Hypergraph coloring (Property B): A hypergraph is 2-colorable if its vertices can be colored in 2 colors so that no edge is monochromatic. Not all hypergraphs are 2-colorable — Erdős’s probabilistic method yields a condition: if each edge contains ≥ k vertices and each vertex is in ≤ 2^{k−2} edges, then 2-colorable. Used in load balancing and game theory.

Numerical Example: Dijkstra’s Algorithm

Problem: Find the shortest paths from A in the graph: A−B:4, A−C:2, C−B:1, B−D:5, C−D:8.

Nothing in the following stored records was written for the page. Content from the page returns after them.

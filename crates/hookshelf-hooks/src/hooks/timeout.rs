//! Timer hooks: use_timeout and use_debounce

use core::cell::RefCell;
use std::rc::Rc;
use std::time::Duration;

use hookshelf_reactive::on_cleanup;

use super::effect::use_changed_effect;
use crate::callback::Callback;
use crate::platform::{self, TimeoutHandle};

/// Controls for a timeout started by [`use_timeout`]
#[derive(Debug, Clone)]
pub struct UseTimeout {
	callback: Callback,
	delay: Duration,
	handle: Rc<RefCell<Option<TimeoutHandle>>>,
}

impl UseTimeout {
	fn start(&self) {
		let callback = self.callback.clone();
		let handle = platform::set_timeout(self.delay, move || callback.call(()));
		let replaced = self.handle.borrow_mut().replace(handle);
		drop(replaced);
	}

	/// Clears any pending timeout and starts a new one.
	pub fn reset(&self) {
		self.clear();
		self.start();
	}

	/// Clears the pending timeout, if any.
	pub fn clear(&self) {
		let pending = self.handle.borrow_mut().take();
		if let Some(handle) = pending {
			handle.cancel();
		}
	}
}

/// Calls `callback` once `delay` has elapsed after mount.
///
/// The timeout is cleared on unmount.
///
/// # Example
///
/// ```ignore
/// let count = Signal::new(10);
/// let timeout = use_timeout(move || count.set(0), Duration::from_secs(1));
/// // later
/// timeout.reset();
/// ```
pub fn use_timeout<F>(callback: F, delay: Duration) -> UseTimeout
where
	F: Fn() + 'static,
{
	let timeout = UseTimeout {
		callback: Callback::new(move |()| callback()),
		delay,
		handle: Rc::new(RefCell::new(None)),
	};
	crate::debug_log!("use_timeout: scheduled after {:?}", delay);
	timeout.start();
	on_cleanup({
		let timeout = timeout.clone();
		move || timeout.clear()
	});
	timeout
}

/// Calls `callback` once `deps` has stopped changing for `delay`.
///
/// Every change restarts the wait. Setting a dependency to an equal value is
/// not a change. The values seen on mount never trigger the callback.
///
/// # Example
///
/// ```ignore
/// let query = Signal::new(String::new());
/// use_debounce(
///     { let query = query.clone(); move || search(&query.get_untracked()) },
///     Duration::from_millis(300),
///     move || query.get(),
/// );
/// ```
pub fn use_debounce<F, D, C>(callback: F, delay: Duration, deps: D)
where
	F: Fn() + 'static,
	D: Fn() -> C + 'static,
	C: PartialEq + 'static,
{
	let callback = Callback::new(move |()| callback());
	use_changed_effect(deps, move |on_mount| {
		if on_mount {
			return;
		}
		let callback = callback.clone();
		let pending = platform::set_timeout(delay, move || callback.call(()));
		// Cleared when deps change again or on unmount
		on_cleanup(move || drop(pending));
	});
}

#[cfg(test)]
mod tests {
	use super::*;
	use crate::testing::{advance_time, flush, pending_timers, reset};
	use crate::{Signal, mount};
	use core::cell::Cell;
	use serial_test::serial;

	fn counter() -> (Rc<Cell<u32>>, impl Fn() + 'static) {
		let count = Rc::new(Cell::new(0));
		let bump = {
			let count = count.clone();
			move || count.set(count.get() + 1)
		};
		(count, bump)
	}

	#[test]
	#[serial]
	fn test_timeout_fires_once_after_delay() {
		reset();
		let (fired, bump) = counter();
		let (_scope, _timeout) = mount(|| use_timeout(bump, Duration::from_millis(1000)));

		advance_time(Duration::from_millis(999));
		assert_eq!(fired.get(), 0);
		advance_time(Duration::from_millis(1));
		assert_eq!(fired.get(), 1);
		advance_time(Duration::from_millis(5000));
		assert_eq!(fired.get(), 1);
	}

	#[test]
	#[serial]
	fn test_reset_restarts_and_clear_cancels() {
		reset();
		let (fired, bump) = counter();
		let (_scope, timeout) = mount(|| use_timeout(bump, Duration::from_millis(100)));

		advance_time(Duration::from_millis(60));
		timeout.reset();
		advance_time(Duration::from_millis(60));
		assert_eq!(fired.get(), 0, "reset pushed the deadline out");
		advance_time(Duration::from_millis(40));
		assert_eq!(fired.get(), 1);

		timeout.reset();
		timeout.clear();
		advance_time(Duration::from_millis(500));
		assert_eq!(fired.get(), 1);
	}

	#[test]
	#[serial]
	fn test_unmount_clears_timeout() {
		reset();
		let (fired, bump) = counter();
		let (scope, _timeout) = mount(|| use_timeout(bump, Duration::from_millis(100)));
		assert_eq!(pending_timers(), 1);

		scope.dispose();
		assert_eq!(pending_timers(), 0);
		advance_time(Duration::from_millis(200));
		assert_eq!(fired.get(), 0);
	}

	#[test]
	#[serial]
	fn test_debounce_waits_for_quiet_period() {
		reset();
		let (fired, bump) = counter();
		let text = Signal::new(String::new());
		let (_scope, ()) = mount({
			let text = text.clone();
			move || use_debounce(bump, Duration::from_millis(300), move || text.get())
		});

		advance_time(Duration::from_millis(1000));
		assert_eq!(fired.get(), 0, "mount values never fire");

		for ch in ["h", "he", "hel"] {
			text.set(ch.to_string());
			flush();
			advance_time(Duration::from_millis(200));
		}
		assert_eq!(fired.get(), 0);

		advance_time(Duration::from_millis(100));
		assert_eq!(fired.get(), 1);
	}

	#[test]
	#[serial]
	fn test_debounce_equal_write_keeps_deadline() {
		reset();
		let (fired, bump) = counter();
		let text = Signal::new(String::new());
		let (_scope, ()) = mount({
			let text = text.clone();
			move || use_debounce(bump, Duration::from_millis(300), move || text.get())
		});

		text.set(String::new());
		flush();
		assert_eq!(pending_timers(), 0, "equal write is not a change");

		text.set("a".to_string());
		flush();
		advance_time(Duration::from_millis(200));
		text.set("a".to_string());
		flush();
		advance_time(Duration::from_millis(100));
		assert_eq!(fired.get(), 1);
	}

	#[test]
	#[serial]
	fn test_debounce_cleared_on_unmount() {
		reset();
		let (fired, bump) = counter();
		let text = Signal::new(0);
		let (scope, ()) = mount({
			let text = text.clone();
			move || use_debounce(bump, Duration::from_millis(300), move || text.get())
		});

		text.set(1);
		flush();
		scope.dispose();
		advance_time(Duration::from_millis(1000));
		assert_eq!(fired.get(), 0);
	}
}
//! Reactive Runtime
//!
//! The runtime owns the dependency graph between Signals and the Effects or
//! Memos that read them, plus the queue of passive effects waiting to re-run.
//!
//! ## Architecture
//!
//! 1. **Observer Stack**: the Effect or Memo currently executing
//! 2. **Dependency Tracking**: `Signal::get()` records an edge to the top observer
//! 3. **Update Scheduling**: passive effects are queued and flushed together
//! 4. **Layout Effects**: executed synchronously as soon as a dependency changes
//!
//! There is one runtime per thread. In the browser that means one runtime.

use core::cell::{Cell, RefCell};
use core::sync::atomic::{AtomicUsize, Ordering};
use std::collections::BTreeMap;

/// Unique identifier for reactive nodes (Signals, Effects, Memos)
#[derive(Debug, Clone, Copy, PartialEq, Eq, PartialOrd, Ord, Hash)]
pub struct NodeId(usize);

impl NodeId {
	/// Create a new unique NodeId
	pub fn new() -> Self {
		static COUNTER: AtomicUsize = AtomicUsize::new(0);
		Self(COUNTER.fetch_add(1, Ordering::Relaxed))
	}
}

impl Default for NodeId {
	fn default() -> Self {
		Self::new()
	}
}

/// Type of reactive node
#[derive(Debug, Clone, Copy, PartialEq, Eq)]
pub enum NodeType {
	/// A Signal node (source of reactivity)
	Signal,
	/// An Effect node (side effect that runs when dependencies change)
	Effect,
	/// A Memo node (cached computation)
	Memo,
}

/// Effect execution timing.
///
/// - Layout effects run synchronously when a dependency changes (`use_layout_effect`)
/// - Passive effects are queued and run on the next flush (`use_effect`)
#[derive(Debug, Clone, Copy, PartialEq, Eq, Default)]
pub enum EffectTiming {
	/// Runs synchronously on change
	Layout,
	/// Runs on the next flush
	#[default]
	Passive,
}

/// Observer represents a currently executing Effect or Memo
#[derive(Debug, Clone)]
pub struct Observer {
	/// Unique identifier for this observer
	pub id: NodeId,
	/// Type of this observer
	pub node_type: NodeType,
	/// Effect execution timing (only meaningful for Effect nodes)
	pub timing: EffectTiming,
}

/// Dependency graph node
#[derive(Debug, Default)]
pub(crate) struct DependencyNode {
	/// IDs of nodes that depend on this node
	pub(crate) subscribers: Vec<NodeId>,
	/// IDs of nodes this node depends on
	pub(crate) dependencies: Vec<NodeId>,
}

/// Type for async task scheduler function
type SchedulerFn = Box<dyn Fn(Box<dyn FnOnce()>)>;

/// Upper bound on flush passes; effects that keep re-triggering each other
/// beyond this are assumed to be cycling.
const MAX_FLUSH_PASSES: usize = 100;

/// Global reactive runtime
///
/// Thread-local. Use [`with_runtime`] to access it.
pub struct Runtime {
	/// Observer stack for tracking currently executing effects
	observer_stack: RefCell<Vec<Observer>>,
	/// Dependency graph: NodeId -> DependencyNode
	pub(crate) dependency_graph: RefCell<BTreeMap<NodeId, DependencyNode>>,
	/// Pending updates (nodes that need to be re-executed)
	pub(crate) pending_updates: RefCell<Vec<NodeId>>,
	/// Whether an update is currently scheduled
	pub(crate) update_scheduled: Cell<bool>,
	/// Nesting depth of `untrack` calls for the current observer
	untracked_depth: Cell<usize>,
	/// How scheduled flushes are dispatched
	scheduler: RefCell<Option<SchedulerFn>>,
}

impl Runtime {
	/// Create a new Runtime instance
	pub fn new() -> Self {
		Self {
			observer_stack: RefCell::new(Vec::new()),
			dependency_graph: RefCell::new(BTreeMap::new()),
			pending_updates: RefCell::new(Vec::new()),
			update_scheduled: Cell::new(false),
			untracked_depth: Cell::new(0),
			scheduler: RefCell::new(None),
		}
	}

	/// Get the current observer (the currently executing Effect or Memo)
	pub fn current_observer(&self) -> Option<NodeId> {
		self.observer_stack
			.borrow()
			.last()
			.map(|observer| observer.id)
	}

	/// Push an observer onto the stack
	///
	/// Tracking is re-enabled for the new observer even inside `untrack`.
	/// Returns the untracked depth that [`Runtime::pop_observer`] must restore.
	pub fn push_observer(&self, observer: Observer) -> usize {
		self.observer_stack.borrow_mut().push(observer);
		self.untracked_depth.replace(0)
	}

	/// Pop an observer from the stack, restoring the saved untracked depth
	pub fn pop_observer(&self, saved_depth: usize) -> Option<Observer> {
		self.untracked_depth.set(saved_depth);
		self.observer_stack.borrow_mut().pop()
	}

	/// Track a dependency between the current observer and a signal
	///
	/// Called by `Signal::get()`. Does nothing outside an observer or inside `untrack`.
	pub fn track_dependency(&self, signal_id: NodeId) {
		if self.untracked_depth.get() > 0 {
			return;
		}
		let Some(observer_id) = self.current_observer() else {
			return;
		};
		if observer_id == signal_id {
			return;
		}

		let mut graph = self.dependency_graph.borrow_mut();

		let signal_node = graph.entry(signal_id).or_default();
		if !signal_node.subscribers.contains(&observer_id) {
			signal_node.subscribers.push(observer_id);
		}

		let observer_node = graph.entry(observer_id).or_default();
		if !observer_node.dependencies.contains(&signal_id) {
			observer_node.dependencies.push(signal_id);
		}
	}

	/// Notify that a Signal (or Memo) has changed
	///
	/// Memos are invalidated immediately and propagate further. Layout effects
	/// execute synchronously. Passive effects are scheduled.
	pub fn notify_signal_change(&self, signal_id: NodeId) {
		let subscribers = match self.dependency_graph.borrow().get(&signal_id) {
			Some(node) => node.subscribers.clone(),
			None => return,
		};

		let mut layout_effects = Vec::new();
		for subscriber_id in subscribers {
			if crate::memo::invalidate_memo(subscriber_id) {
				self.notify_signal_change(subscriber_id);
				continue;
			}
			match crate::effect::get_effect_timing(subscriber_id) {
				Some(EffectTiming::Layout) => layout_effects.push(subscriber_id),
				Some(EffectTiming::Passive) => self.schedule_update(subscriber_id),
				None => {}
			}
		}

		for effect_id in layout_effects {
			crate::effect::Effect::execute_effect(effect_id);
		}
	}

	/// Schedule a node for update
	///
	/// Without a scheduler installed, updates wait for an explicit
	/// [`Runtime::flush_updates_enhanced`] call.
	pub fn schedule_update(&self, node_id: NodeId) {
		{
			let mut pending = self.pending_updates.borrow_mut();
			if !pending.contains(&node_id) {
				pending.push(node_id);
			}
		}

		if !self.update_scheduled.replace(true) {
			if let Some(scheduler) = self.scheduler.borrow().as_ref() {
				scheduler(Box::new(|| {
					with_runtime(|rt| rt.flush_updates_enhanced());
				}));
			}
		}
	}

	/// Whether any passive effect is waiting for a flush
	pub fn has_pending_updates(&self) -> bool {
		!self.pending_updates.borrow().is_empty()
	}

	/// Clear all dependencies of a node
	///
	/// Called before an Effect re-runs so stale edges are dropped.
	pub fn clear_dependencies(&self, node_id: NodeId) {
		let mut graph = self.dependency_graph.borrow_mut();

		let dependencies = match graph.get_mut(&node_id) {
			Some(node) => core::mem::take(&mut node.dependencies),
			None => return,
		};

		for dep_id in dependencies {
			if let Some(dep_node) = graph.get_mut(&dep_id) {
				dep_node.subscribers.retain(|&id| id != node_id);
			}
		}
	}

	/// Remove a node from the dependency graph
	pub fn remove_node(&self, node_id: NodeId) {
		self.clear_dependencies(node_id);
		self.dependency_graph.borrow_mut().remove(&node_id);
		self.pending_updates.borrow_mut().retain(|&id| id != node_id);
	}

	/// Check if a node exists in the dependency graph (for testing)
	pub fn has_node(&self, node_id: NodeId) -> bool {
		self.dependency_graph.borrow().contains_key(&node_id)
	}

	/// Get the number of subscribers for a node (for testing)
	pub fn subscriber_count(&self, node_id: NodeId) -> usize {
		self.dependency_graph
			.borrow()
			.get(&node_id)
			.map(|node| node.subscribers.len())
			.unwrap_or(0)
	}

	/// Flush all pending updates
	///
	/// Effects that schedule further updates while running are picked up in
	/// the same flush.
	pub fn flush_updates_enhanced(&self) {
		for _ in 0..MAX_FLUSH_PASSES {
			self.update_scheduled.set(false);
			let pending = core::mem::take(&mut *self.pending_updates.borrow_mut());
			if pending.is_empty() {
				return;
			}
			for node_id in pending {
				crate::effect::Effect::execute_effect(node_id);
			}
		}
		tracing::warn!(
			passes = MAX_FLUSH_PASSES,
			"reactive flush did not settle; effects may be updating each other in a cycle"
		);
	}

	pub(crate) fn enter_untracked(&self) {
		self.untracked_depth.set(self.untracked_depth.get() + 1);
	}

	pub(crate) fn exit_untracked(&self) {
		self.untracked_depth
			.set(self.untracked_depth.get().saturating_sub(1));
	}
}

impl Default for Runtime {
	fn default() -> Self {
		Self::new()
	}
}

// Thread-local runtime instance
//
// In WASM, there is only one thread, so this effectively provides a global runtime.
thread_local! {
	static RUNTIME: Runtime = Runtime::new();
}

/// Set the scheduler used to dispatch passive effect flushes.
///
/// In the browser this is typically `wasm_bindgen_futures::spawn_local`.
///
/// # Example
///
/// ```ignore
/// hookshelf_reactive::set_scheduler(|task| {
///     wasm_bindgen_futures::spawn_local(async move { task() });
/// });
/// ```
pub fn set_scheduler<F>(scheduler: F)
where
	F: Fn(Box<dyn FnOnce()>) + 'static,
{
	RUNTIME.with(|rt| {
		*rt.scheduler.borrow_mut() = Some(Box::new(scheduler));
	});
}

/// Get a reference to the thread's runtime
pub fn with_runtime<F, R>(f: F) -> R
where
	F: FnOnce(&Runtime) -> R,
{
	RUNTIME.with(f)
}

/// Try to access the runtime (safe version for Drop implementations)
///
/// Returns None if the thread-local storage has been destroyed.
pub(crate) fn try_with_runtime<F, R>(f: F) -> Option<R>
where
	F: FnOnce(&Runtime) -> R,
{
	RUNTIME.try_with(f).ok()
}

/// Runs `f` without recording any signal reads as dependencies.
///
/// # Example
///
/// ```ignore
/// Effect::new(move || {
///     let tracked = a.get();
///     let not_tracked = untrack(|| b.get());
/// });
/// ```
pub fn untrack<F, R>(f: F) -> R
where
	F: FnOnce() -> R,
{
	with_runtime(|rt| rt.enter_untracked());
	let result = f();
	with_runtime(|rt| rt.exit_untracked());
	result
}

Step 1: Initialization: d(A)=0, d(B)=∞, d(C)=∞, d(D)=∞. Priority queue: {A}.

Step 2: Extract A (d=0). Update neighbors: d(B)←min(∞,0+4)=4; d(C)←min(∞,0+2)=2.

Step 3: Extract C (d=2). Update: d(B)←min(4,2+1)=3; d(D)←min(∞,2+8)=10.

Step 4: Extract B (d=3). Update: d(D)←min(10,3+5)=8. Extract D (d=8). Done.

Result: d(A→B)=3 (path A→C→B), d(A→C)=2, d(A→D)=8 (path A→C→B→D). All shortest paths from A are found: lengths 2, 3, 8. These are distances, not flows — Dijkstra's algorithm solves the shortest path problem, not maximum flow.